• INPUT DATA:
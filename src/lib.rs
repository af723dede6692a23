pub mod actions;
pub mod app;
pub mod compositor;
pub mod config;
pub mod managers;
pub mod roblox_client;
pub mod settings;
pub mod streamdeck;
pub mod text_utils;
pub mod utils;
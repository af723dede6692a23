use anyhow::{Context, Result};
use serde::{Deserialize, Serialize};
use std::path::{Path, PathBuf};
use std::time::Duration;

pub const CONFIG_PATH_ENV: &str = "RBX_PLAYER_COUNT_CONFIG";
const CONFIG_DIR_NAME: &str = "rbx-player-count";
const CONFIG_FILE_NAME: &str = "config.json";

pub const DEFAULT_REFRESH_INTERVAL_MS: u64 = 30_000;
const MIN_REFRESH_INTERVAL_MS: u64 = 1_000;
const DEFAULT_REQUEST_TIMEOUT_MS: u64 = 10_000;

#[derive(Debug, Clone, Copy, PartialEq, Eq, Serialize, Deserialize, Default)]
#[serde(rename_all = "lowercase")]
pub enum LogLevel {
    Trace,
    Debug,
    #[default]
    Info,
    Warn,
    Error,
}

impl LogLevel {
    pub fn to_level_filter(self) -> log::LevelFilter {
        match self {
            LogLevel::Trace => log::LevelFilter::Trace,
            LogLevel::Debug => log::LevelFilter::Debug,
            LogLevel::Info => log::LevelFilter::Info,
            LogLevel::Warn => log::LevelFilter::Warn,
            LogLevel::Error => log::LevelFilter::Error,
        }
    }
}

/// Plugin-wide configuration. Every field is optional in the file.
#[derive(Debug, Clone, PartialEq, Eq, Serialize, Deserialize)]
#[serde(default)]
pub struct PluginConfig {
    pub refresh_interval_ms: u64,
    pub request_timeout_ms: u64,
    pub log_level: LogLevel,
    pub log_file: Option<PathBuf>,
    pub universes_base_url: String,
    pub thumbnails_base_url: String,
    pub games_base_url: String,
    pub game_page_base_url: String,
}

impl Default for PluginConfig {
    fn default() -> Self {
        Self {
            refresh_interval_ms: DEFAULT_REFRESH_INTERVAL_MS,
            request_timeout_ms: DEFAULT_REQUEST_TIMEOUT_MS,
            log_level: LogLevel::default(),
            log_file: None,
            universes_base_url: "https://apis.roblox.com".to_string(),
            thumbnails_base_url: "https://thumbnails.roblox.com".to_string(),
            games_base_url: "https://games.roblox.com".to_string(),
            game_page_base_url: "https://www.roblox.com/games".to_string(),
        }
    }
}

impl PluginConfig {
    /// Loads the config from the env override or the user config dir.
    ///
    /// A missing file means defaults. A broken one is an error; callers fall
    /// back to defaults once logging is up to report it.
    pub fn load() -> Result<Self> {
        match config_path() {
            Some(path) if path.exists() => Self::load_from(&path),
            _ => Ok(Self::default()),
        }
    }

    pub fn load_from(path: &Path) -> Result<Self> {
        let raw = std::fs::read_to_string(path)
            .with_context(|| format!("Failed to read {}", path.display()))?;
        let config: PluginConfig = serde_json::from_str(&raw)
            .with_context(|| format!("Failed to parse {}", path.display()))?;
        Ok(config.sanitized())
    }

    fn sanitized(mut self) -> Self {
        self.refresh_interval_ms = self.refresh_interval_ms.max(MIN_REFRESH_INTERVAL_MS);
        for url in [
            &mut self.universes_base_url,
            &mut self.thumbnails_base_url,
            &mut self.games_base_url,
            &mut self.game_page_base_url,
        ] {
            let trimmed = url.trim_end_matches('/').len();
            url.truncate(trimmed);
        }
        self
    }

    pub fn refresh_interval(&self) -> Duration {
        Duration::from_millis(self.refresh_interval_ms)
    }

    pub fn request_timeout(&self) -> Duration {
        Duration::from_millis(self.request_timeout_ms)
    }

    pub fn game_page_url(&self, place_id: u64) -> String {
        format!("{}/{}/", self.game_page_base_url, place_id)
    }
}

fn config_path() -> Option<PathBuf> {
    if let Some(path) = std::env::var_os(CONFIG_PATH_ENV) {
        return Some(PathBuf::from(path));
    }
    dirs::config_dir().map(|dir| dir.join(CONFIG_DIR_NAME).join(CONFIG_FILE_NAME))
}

• PROBLEM REQUIREMENTS: Exactly as written, output the material once more.

• PROBLEM SOLUTION:
filename src/lib.rs
repository af723dede6692a23
pub mod actions;
pub mod app;
pub mod compositor;
pub mod config;
pub mod managers;
pub mod roblox_client;
pub mod settings;
pub mod streamdeck;
pub mod text_utils;
pub mod utils;
repository af723dede6692a23
use anyhow::{Context, Result};
use serde::{Deserialize, Serialize};
use std::path::{Path, PathBuf};
use std::time::Duration;

pub const CONFIG_PATH_ENV: &str = "RBX_PLAYER_COUNT_CONFIG";
const CONFIG_DIR_NAME: &str = "rbx-player-count";
const CONFIG_FILE_NAME: &str = "config.json";

pub const DEFAULT_REFRESH_INTERVAL_MS: u64 = 30_000;
const MIN_REFRESH_INTERVAL_MS: u64 = 1_000;
const DEFAULT_REQUEST_TIMEOUT_MS: u64 = 10_000;

#[derive(Debug, Clone, Copy, PartialEq, Eq, Serialize, Deserialize, Default)]
#[serde(rename_all = "lowercase")]
pub enum LogLevel {
    Trace,
    Debug,
    #[default]
    Info,
    Warn,
    Error,
}

impl LogLevel {
    pub fn to_level_filter(self) -> log::LevelFilter {
        match self {
            LogLevel::Trace => log::LevelFilter::Trace,
            LogLevel::Debug => log::LevelFilter::Debug,
            LogLevel::Info => log::LevelFilter::Info,
            LogLevel::Warn => log::LevelFilter::Warn,
            LogLevel::Error => log::LevelFilter::Error,
        }
    }
}

/// Plugin-wide configuration. Every field is optional in the file.
#[derive(Debug, Clone, PartialEq, Eq, Serialize, Deserialize)]
#[serde(default)]
pub struct PluginConfig {
    pub refresh_interval_ms: u64,
    pub request_timeout_ms: u64,
    pub log_level: LogLevel,
    pub log_file: Option<PathBuf>,
    pub universes_base_url: String,
    pub thumbnails_base_url: String,
    pub games_base_url: String,
    pub game_page_base_url: String,
}

impl Default for PluginConfig {
    fn default() -> Self {
        Self {
            refresh_interval_ms: DEFAULT_REFRESH_INTERVAL_MS,
            request_timeout_ms: DEFAULT_REQUEST_TIMEOUT_MS,
            log_level: LogLevel::default(),
            log_file: None,
            universes_base_url: "https://apis.roblox.com".to_string(),
            thumbnails_base_url: "https://thumbnails.roblox.com".to_string(),
            games_base_url: "https://games.roblox.com".to_string(),
            game_page_base_url: "https://www.roblox.com/games".to_string(),
        }
    }
}

impl PluginConfig {
    /// Loads the config from the env override or the user config dir.
    ///
    /// A missing file means defaults. A broken one is an error; callers fall
    /// back to defaults once logging is up to report it.
    pub fn load() -> Result<Self> {
        match config_path() {
            Some(path) if path.exists() => Self::load_from(&path),
            _ => Ok(Self::default()),
        }
    }

    pub fn load_from(path: &Path) -> Result<Self> {
        let raw = std::fs::read_to_string(path)
            .with_context(|| format!("Failed to read {}", path.display()))?;
        let config: PluginConfig = serde_json::from_str(&raw)
            .with_context(|| format!("Failed to parse {}", path.display()))?;
        Ok(config.sanitized())
    }

    fn sanitized(mut self) -> Self {
        self.refresh_interval_ms = self.refresh_interval_ms.max(MIN_REFRESH_INTERVAL_MS);
        for url in [
            &mut self.universes_base_url,
            &mut self.thumbnails_base_url,
            &mut self.games_base_url,
            &mut self.game_page_base_url,
        ] {
            let trimmed = url.trim_end_matches('/').len();
            url.truncate(trimmed);
        }
        self
    }

    pub fn refresh_interval(&self) -> Duration {
        Duration::from_millis(self.refresh_interval_ms)
    }

    pub fn request_timeout(&self) -> Duration {
        Duration::from_millis(self.request_timeout_ms)
    }

    pub fn game_page_url(&self, place_id: u64) -> String {
        format!("{}/{}/", self.game_page_base_url, place_id)
    }
}

fn config_path() -> Option<PathBuf> {
    if let Some(path) = std::env::var_os(CONFIG_PATH_ENV) {
        return Some(PathBuf::from(path));
    }
    dirs::config_dir().map(|dir| dir.join(CONFIG_DIR_NAME).join(CONFIG_FILE_NAME))
}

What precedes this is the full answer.